Segment Open
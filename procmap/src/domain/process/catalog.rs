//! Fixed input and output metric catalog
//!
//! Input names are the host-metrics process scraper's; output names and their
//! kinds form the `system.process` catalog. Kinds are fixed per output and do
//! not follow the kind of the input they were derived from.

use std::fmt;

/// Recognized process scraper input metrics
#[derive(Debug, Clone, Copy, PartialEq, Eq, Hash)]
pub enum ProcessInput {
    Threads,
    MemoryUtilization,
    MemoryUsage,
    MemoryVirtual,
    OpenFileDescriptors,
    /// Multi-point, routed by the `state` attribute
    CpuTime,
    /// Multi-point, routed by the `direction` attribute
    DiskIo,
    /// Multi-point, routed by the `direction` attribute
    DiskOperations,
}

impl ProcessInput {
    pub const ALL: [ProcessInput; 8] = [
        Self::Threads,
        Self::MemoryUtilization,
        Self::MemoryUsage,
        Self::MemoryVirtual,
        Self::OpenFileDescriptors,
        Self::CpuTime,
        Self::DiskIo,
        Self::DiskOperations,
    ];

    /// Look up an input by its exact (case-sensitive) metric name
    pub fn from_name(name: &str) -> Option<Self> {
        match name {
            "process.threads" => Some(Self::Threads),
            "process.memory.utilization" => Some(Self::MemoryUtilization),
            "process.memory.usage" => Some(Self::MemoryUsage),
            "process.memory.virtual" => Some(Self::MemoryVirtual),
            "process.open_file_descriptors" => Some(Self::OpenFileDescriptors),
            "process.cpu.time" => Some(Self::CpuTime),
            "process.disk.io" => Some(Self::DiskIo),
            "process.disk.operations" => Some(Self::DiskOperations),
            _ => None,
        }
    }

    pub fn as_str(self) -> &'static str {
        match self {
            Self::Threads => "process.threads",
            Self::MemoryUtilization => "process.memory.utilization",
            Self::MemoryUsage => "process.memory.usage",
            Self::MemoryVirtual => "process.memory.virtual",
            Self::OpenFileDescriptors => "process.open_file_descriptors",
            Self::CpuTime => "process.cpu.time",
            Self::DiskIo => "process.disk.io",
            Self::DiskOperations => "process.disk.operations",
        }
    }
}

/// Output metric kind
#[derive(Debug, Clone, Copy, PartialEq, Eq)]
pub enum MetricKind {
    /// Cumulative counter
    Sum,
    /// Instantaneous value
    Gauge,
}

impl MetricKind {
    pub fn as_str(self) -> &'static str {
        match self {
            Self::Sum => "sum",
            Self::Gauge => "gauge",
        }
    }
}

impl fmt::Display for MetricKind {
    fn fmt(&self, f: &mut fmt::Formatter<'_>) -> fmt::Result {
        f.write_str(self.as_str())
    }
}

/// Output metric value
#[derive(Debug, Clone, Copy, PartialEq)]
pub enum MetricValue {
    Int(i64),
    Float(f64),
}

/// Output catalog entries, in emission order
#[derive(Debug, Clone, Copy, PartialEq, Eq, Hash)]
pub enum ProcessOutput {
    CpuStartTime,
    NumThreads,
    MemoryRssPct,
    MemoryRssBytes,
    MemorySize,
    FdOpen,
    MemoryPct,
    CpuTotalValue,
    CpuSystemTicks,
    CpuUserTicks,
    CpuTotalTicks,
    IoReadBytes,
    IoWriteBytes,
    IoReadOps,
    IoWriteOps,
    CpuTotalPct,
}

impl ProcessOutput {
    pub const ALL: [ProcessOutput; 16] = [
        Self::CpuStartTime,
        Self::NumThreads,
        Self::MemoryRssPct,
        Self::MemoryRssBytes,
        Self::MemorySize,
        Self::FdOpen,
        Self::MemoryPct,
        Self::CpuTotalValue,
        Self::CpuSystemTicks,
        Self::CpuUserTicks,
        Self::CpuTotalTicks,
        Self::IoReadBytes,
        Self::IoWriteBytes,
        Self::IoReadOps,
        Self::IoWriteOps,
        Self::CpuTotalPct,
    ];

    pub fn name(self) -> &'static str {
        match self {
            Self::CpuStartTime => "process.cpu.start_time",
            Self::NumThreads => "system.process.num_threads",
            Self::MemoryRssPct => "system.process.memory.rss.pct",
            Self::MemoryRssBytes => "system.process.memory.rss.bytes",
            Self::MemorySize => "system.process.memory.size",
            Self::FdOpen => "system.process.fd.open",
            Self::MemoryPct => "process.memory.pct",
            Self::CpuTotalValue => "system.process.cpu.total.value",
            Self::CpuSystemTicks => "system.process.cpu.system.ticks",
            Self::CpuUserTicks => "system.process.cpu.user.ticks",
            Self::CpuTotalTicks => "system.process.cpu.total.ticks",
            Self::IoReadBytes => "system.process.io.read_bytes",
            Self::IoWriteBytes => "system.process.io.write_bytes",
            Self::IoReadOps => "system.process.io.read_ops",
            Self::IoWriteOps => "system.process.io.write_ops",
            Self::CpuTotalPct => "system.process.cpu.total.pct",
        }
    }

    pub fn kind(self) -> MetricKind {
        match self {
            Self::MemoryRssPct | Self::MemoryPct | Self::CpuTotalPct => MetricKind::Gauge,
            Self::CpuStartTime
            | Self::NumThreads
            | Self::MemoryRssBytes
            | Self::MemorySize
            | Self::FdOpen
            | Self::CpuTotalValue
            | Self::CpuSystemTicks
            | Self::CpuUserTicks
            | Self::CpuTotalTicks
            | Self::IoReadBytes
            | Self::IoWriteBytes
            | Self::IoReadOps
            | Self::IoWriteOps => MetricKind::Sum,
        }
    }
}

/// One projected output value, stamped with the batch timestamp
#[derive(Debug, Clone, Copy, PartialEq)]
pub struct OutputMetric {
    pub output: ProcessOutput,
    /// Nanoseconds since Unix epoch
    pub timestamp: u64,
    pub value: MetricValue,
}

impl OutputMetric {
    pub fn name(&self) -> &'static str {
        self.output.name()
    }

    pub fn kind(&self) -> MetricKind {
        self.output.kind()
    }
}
Segment Closed
Only the lines that contain the string "CpuTotalValue" are to be copied from the records.

* Expected output
    CpuTotalValue,
        Self::CpuTotalValue,
            Self::CpuTotalValue => "system.process.cpu.total.value",
            | Self::CpuTotalValue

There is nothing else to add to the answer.